Commission says Reg FD applies to social networks the same as it does to web sites
In another move recognizing the vast reach of social networks, the SEC on Tuesday indicated that a company can disclose any information that might affect its stock price via social media -- as long as the firm makes clear that such announcements might first appear on Facebook or Twitter.
The fair disclosure rule “applies to social media and other emerging means of communication used by public companies the same way it applies to company websites,” the Securities and Exchange Commission said in a statement. In 2008, the SEC approved the use of websites to disseminate corporate information, if investors have been told to monitor the sites for announcements.
On Tuesday, the agency applied the same approach to social media. It made its decision based on an investigation of an incident involving Netflix chief executive Reed Hastings.
On July 3, 2012, Mr. Hastings used his personal Facebook page to announce that the movie-rental firm had registered more than one billion hours of online viewing in June. The company did not include this information in a subsequent press release or an SEC filing.
Mr. Hastings had never before used his personal Facebook page to announce company metrics, according to the SEC. The company's stock price increased from $70.45 to $81.72 in the day following Mr. Hastings' Facebook post.
The SEC has not alleged that Mr. Hastings broke any securities laws. But it is using the incident as an example to guide future behavior.
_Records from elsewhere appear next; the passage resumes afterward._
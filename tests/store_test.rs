//! Integration tests for the storefront domain: seeding, cart pricing,
//! checkout, and order lifecycle, all against a throwaway SQLite database.
//!
//! Tests cover:
//! 1. Seeding creates the demo catalog, re-seeding refreshes it
//! 2. `seed --fresh` wipes first, unless the prompt is declined
//! 3. Cart pricing skips vanished/inactive products
//! 4. Checkout captures prices and clears bad lines
//! 5. Checkout with nothing orderable rolls back
//! 6. Order status transitions are pending-only
//! 7. Orders are invisible to non-owners
//! 8. CLI deactivation respects the prompt

use std::sync::Arc;

use shopd::account::{self, RegisterForm};
use shopd::cart::{price_cart, Cart};
use shopd::catalog::Price;
use shopd::cli;
use shopd::confirm::{install_submit_guard, AlwaysAccept, ConfirmPrompt, Document};
use shopd::events::StoreEvents;
use shopd::orders::{self, ContactDetails};
use shopd::storage::Storage;
use shopd::StoreError;

// ─── Helpers ──────────────────────────────────────────────────────────────────

const TEST_ITERATIONS: u32 = 1_000;

struct AlwaysDecline;

impl ConfirmPrompt for AlwaysDecline {
    fn confirm(&self, _message: &str) -> bool {
        false
    }
}

async fn fresh_storage() -> (tempfile::TempDir, Arc<Storage>) {
    let dir = tempfile::tempdir().expect("tempdir");
    let storage = Storage::new(dir.path()).await.expect("storage");
    (dir, Arc::new(storage))
}

fn accepting_document() -> Document {
    let doc = Document::new();
    install_submit_guard(&doc, Arc::new(AlwaysAccept));
    doc
}

fn declining_document() -> Document {
    let doc = Document::new();
    install_submit_guard(&doc, Arc::new(AlwaysDecline));
    doc
}

async fn seeded_storage() -> (tempfile::TempDir, Arc<Storage>) {
    let (dir, storage) = fresh_storage().await;
    cli::seed(&storage, &StoreEvents::new(), &accepting_document(), false)
        .await
        .expect("seed");
    (dir, storage)
}

async fn register_user(storage: &Arc<Storage>, username: &str) -> i64 {
    let form = RegisterForm {
        username: username.to_string(),
        email: format!("{username}@example.com"),
        password1: "correct horse battery".to_string(),
        password2: "correct horse battery".to_string(),
    };
    account::register(storage, &form, TEST_ITERATIONS)
        .await
        .expect("register")
        .id
}

fn cart_of(entries: &[(i64, i64)]) -> Cart {
    let map: serde_json::Map<String, serde_json::Value> = entries
        .iter()
        .map(|(id, qty)| (id.to_string(), serde_json::Value::from(*qty)))
        .collect();
    serde_json::from_value(serde_json::Value::Object(map)).expect("cart json")
}

fn contact() -> ContactDetails {
    ContactDetails {
        full_name: "Ada Lovelace".to_string(),
        email: "ada@example.com".to_string(),
        address: "12 Analytical Row".to_string(),
    }
}

// ─── Test 1: seeding ─────────────────────────────────────────────────────────

#[tokio::test]
async fn test_seed_creates_then_refreshes() {
    let (_dir, storage) = fresh_storage().await;
    let events = StoreEvents::new();
    let doc = accepting_document();

    cli::seed(&storage, &events, &doc, false).await.unwrap();
    assert_eq!(storage.count_products().await.unwrap(), 4);

    let shoes = storage
        .get_product_by_slug("running-shoes")
        .await
        .unwrap()
        .expect("seeded product");
    assert_eq!(shoes.price_cents, 7900);
    assert!(shoes.is_active);

    // Deactivate one, reseed: refreshed and reactivated, not duplicated.
    storage.deactivate_product(shoes.id).await.unwrap();
    cli::seed(&storage, &events, &doc, false).await.unwrap();
    assert_eq!(storage.count_products().await.unwrap(), 4);
    let shoes = storage.get_product(shoes.id).await.unwrap().unwrap();
    assert!(shoes.is_active, "reseeding reactivates");
}

// ─── Test 2: fresh seed honors the prompt ────────────────────────────────────

#[tokio::test]
async fn test_fresh_seed_declined_changes_nothing() {
    let (_dir, storage) = seeded_storage().await;
    let events = StoreEvents::new();

    let custom = storage
        .create_product("Hand-thrown Vase", "hand-thrown-vase", "One of a kind.", 5400, "")
        .await
        .unwrap();

    cli::seed(&storage, &events, &declining_document(), true)
        .await
        .unwrap();
    assert_eq!(
        storage.count_products().await.unwrap(),
        5,
        "declined wipe must leave the catalog alone"
    );
    assert!(storage.get_product(custom.id).await.unwrap().is_some());

    cli::seed(&storage, &events, &accepting_document(), true)
        .await
        .unwrap();
    assert_eq!(storage.count_products().await.unwrap(), 4);
    assert!(
        storage.get_product(custom.id).await.unwrap().is_none(),
        "accepted wipe reseeds from scratch"
    );
}

// ─── Test 3: cart pricing ────────────────────────────────────────────────────

#[tokio::test]
async fn test_price_cart_skips_inactive_and_unknown() {
    let (_dir, storage) = seeded_storage().await;
    let mug = storage
        .get_product_by_slug("coffee-mug")
        .await
        .unwrap()
        .unwrap();
    let shirt = storage
        .get_product_by_slug("classic-t-shirt")
        .await
        .unwrap()
        .unwrap();
    storage.deactivate_product(shirt.id).await.unwrap();

    let cart = cart_of(&[(mug.id, 2), (shirt.id, 1), (99999, 3)]);
    let priced = price_cart(&storage, &cart).await.unwrap();

    assert_eq!(priced.lines.len(), 1, "only the active known product prices");
    assert_eq!(priced.lines[0].quantity, 2);
    assert_eq!(priced.subtotal, Price(2500));
}

// ─── Test 4: checkout ────────────────────────────────────────────────────────

#[tokio::test]
async fn test_checkout_captures_prices_and_skips_bad_lines() {
    let (_dir, storage) = seeded_storage().await;
    let events = StoreEvents::new();
    let mut order_feed = events.subscribe();
    let user_id = register_user(&storage, "ada").await;

    let mug = storage
        .get_product_by_slug("coffee-mug")
        .await
        .unwrap()
        .unwrap();
    let cart = cart_of(&[(mug.id, 3), (99999, 1)]);

    let order = orders::checkout(&storage, &events, user_id, &cart, &contact())
        .await
        .unwrap();

    let loaded = orders::load_order_for_user(&storage, order.id, user_id)
        .await
        .unwrap();
    assert_eq!(loaded.order.status, "pending");
    assert_eq!(loaded.lines.len(), 1, "unknown product line skipped");
    assert_eq!(loaded.lines[0].item.quantity, 3);
    assert_eq!(loaded.lines[0].item.unit_price_cents, 1250);
    assert_eq!(loaded.total(), Price(3750));

    let msg = order_feed.recv().await.unwrap();
    assert!(msg.contains("order.created"));
}

// ─── Test 5: nothing orderable rolls back ────────────────────────────────────

#[tokio::test]
async fn test_checkout_rolls_back_when_no_line_survives() {
    let (_dir, storage) = seeded_storage().await;
    let events = StoreEvents::new();
    let user_id = register_user(&storage, "grace").await;

    let err = orders::checkout(&storage, &events, user_id, &cart_of(&[(99999, 2)]), &contact())
        .await
        .expect_err("nothing orderable");
    assert!(matches!(
        err.downcast_ref::<StoreError>(),
        Some(StoreError::NothingToOrder)
    ));
    assert!(
        storage.list_orders(None).await.unwrap().is_empty(),
        "half-created order must be rolled back"
    );

    let err = orders::checkout(&storage, &events, user_id, &Cart::default(), &contact())
        .await
        .expect_err("empty cart");
    assert!(matches!(
        err.downcast_ref::<StoreError>(),
        Some(StoreError::EmptyCart)
    ));
}

// ─── Test 6: status transitions ──────────────────────────────────────────────

#[tokio::test]
async fn test_order_transitions_are_pending_only() {
    let (_dir, storage) = seeded_storage().await;
    let events = StoreEvents::new();
    let user_id = register_user(&storage, "joan").await;
    let mug = storage
        .get_product_by_slug("coffee-mug")
        .await
        .unwrap()
        .unwrap();

    let order = orders::checkout(&storage, &events, user_id, &cart_of(&[(mug.id, 1)]), &contact())
        .await
        .unwrap();

    orders::mark_paid(&storage, &events, order.id).await.unwrap();
    assert_eq!(
        storage.get_order(order.id).await.unwrap().unwrap().status,
        "paid"
    );

    let err = orders::cancel(&storage, &events, order.id)
        .await
        .expect_err("paid orders cannot be cancelled");
    assert!(matches!(
        err.downcast_ref::<StoreError>(),
        Some(StoreError::InvalidTransition { .. })
    ));

    let err = orders::mark_paid(&storage, &events, 4242)
        .await
        .expect_err("unknown order");
    assert!(matches!(
        err.downcast_ref::<StoreError>(),
        Some(StoreError::NotFound(_))
    ));
}

// ─── Test 7: owner scoping ───────────────────────────────────────────────────

#[tokio::test]
async fn test_orders_are_invisible_to_non_owners() {
    let (_dir, storage) = seeded_storage().await;
    let events = StoreEvents::new();
    let owner = register_user(&storage, "owner").await;
    let other = register_user(&storage, "other").await;
    let mug = storage
        .get_product_by_slug("coffee-mug")
        .await
        .unwrap()
        .unwrap();

    let order = orders::checkout(&storage, &events, owner, &cart_of(&[(mug.id, 1)]), &contact())
        .await
        .unwrap();

    assert!(orders::load_order_for_user(&storage, order.id, owner)
        .await
        .is_ok());
    let err = orders::load_order_for_user(&storage, order.id, other)
        .await
        .expect_err("foreign order");
    assert!(
        matches!(
            err.downcast_ref::<StoreError>(),
            Some(StoreError::NotFound(_))
        ),
        "foreign orders read as not-found, not forbidden"
    );
}

// ─── Test 8: CLI deactivation honors the prompt ──────────────────────────────

#[tokio::test]
async fn test_deactivate_respects_declined_prompt() {
    let (_dir, storage) = seeded_storage().await;
    let events = StoreEvents::new();

    cli::products_deactivate(&storage, &events, &declining_document(), "coffee-mug")
        .await
        .unwrap();
    let mug = storage
        .get_product_by_slug("coffee-mug")
        .await
        .unwrap()
        .unwrap();
    assert!(mug.is_active, "declined prompt must not deactivate");

    cli::products_deactivate(&storage, &events, &accepting_document(), "coffee-mug")
        .await
        .unwrap();
    let mug = storage.get_product(mug.id).await.unwrap().unwrap();
    assert!(!mug.is_active);
}
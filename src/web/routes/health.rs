// web/routes/health.rs — liveness probe.

use axum::{extract::State, Json};
use serde_json::{json, Value};
use std::sync::Arc;

use crate::AppContext;

pub async fn health(State(ctx): State<Arc<AppContext>>) -> Json<Value> {
    Json(json!({
        "status": "ok",
        "version": env!("CARGO_PKG_VERSION"),
        "uptime_secs": ctx.started_at.elapsed().as_secs(),
    }))
}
“One set of shareholders should not be able to get a jump on other shareholders just because the company is selectively disclosing important information,” George Canellos, acting director of the SEC's Division of Enforcement, said in the statement. “Most social media are perfectly suitable methods for communicating with investors, but not if the access is restricted or if investors don't know that's where they need to turn to get the latest news.”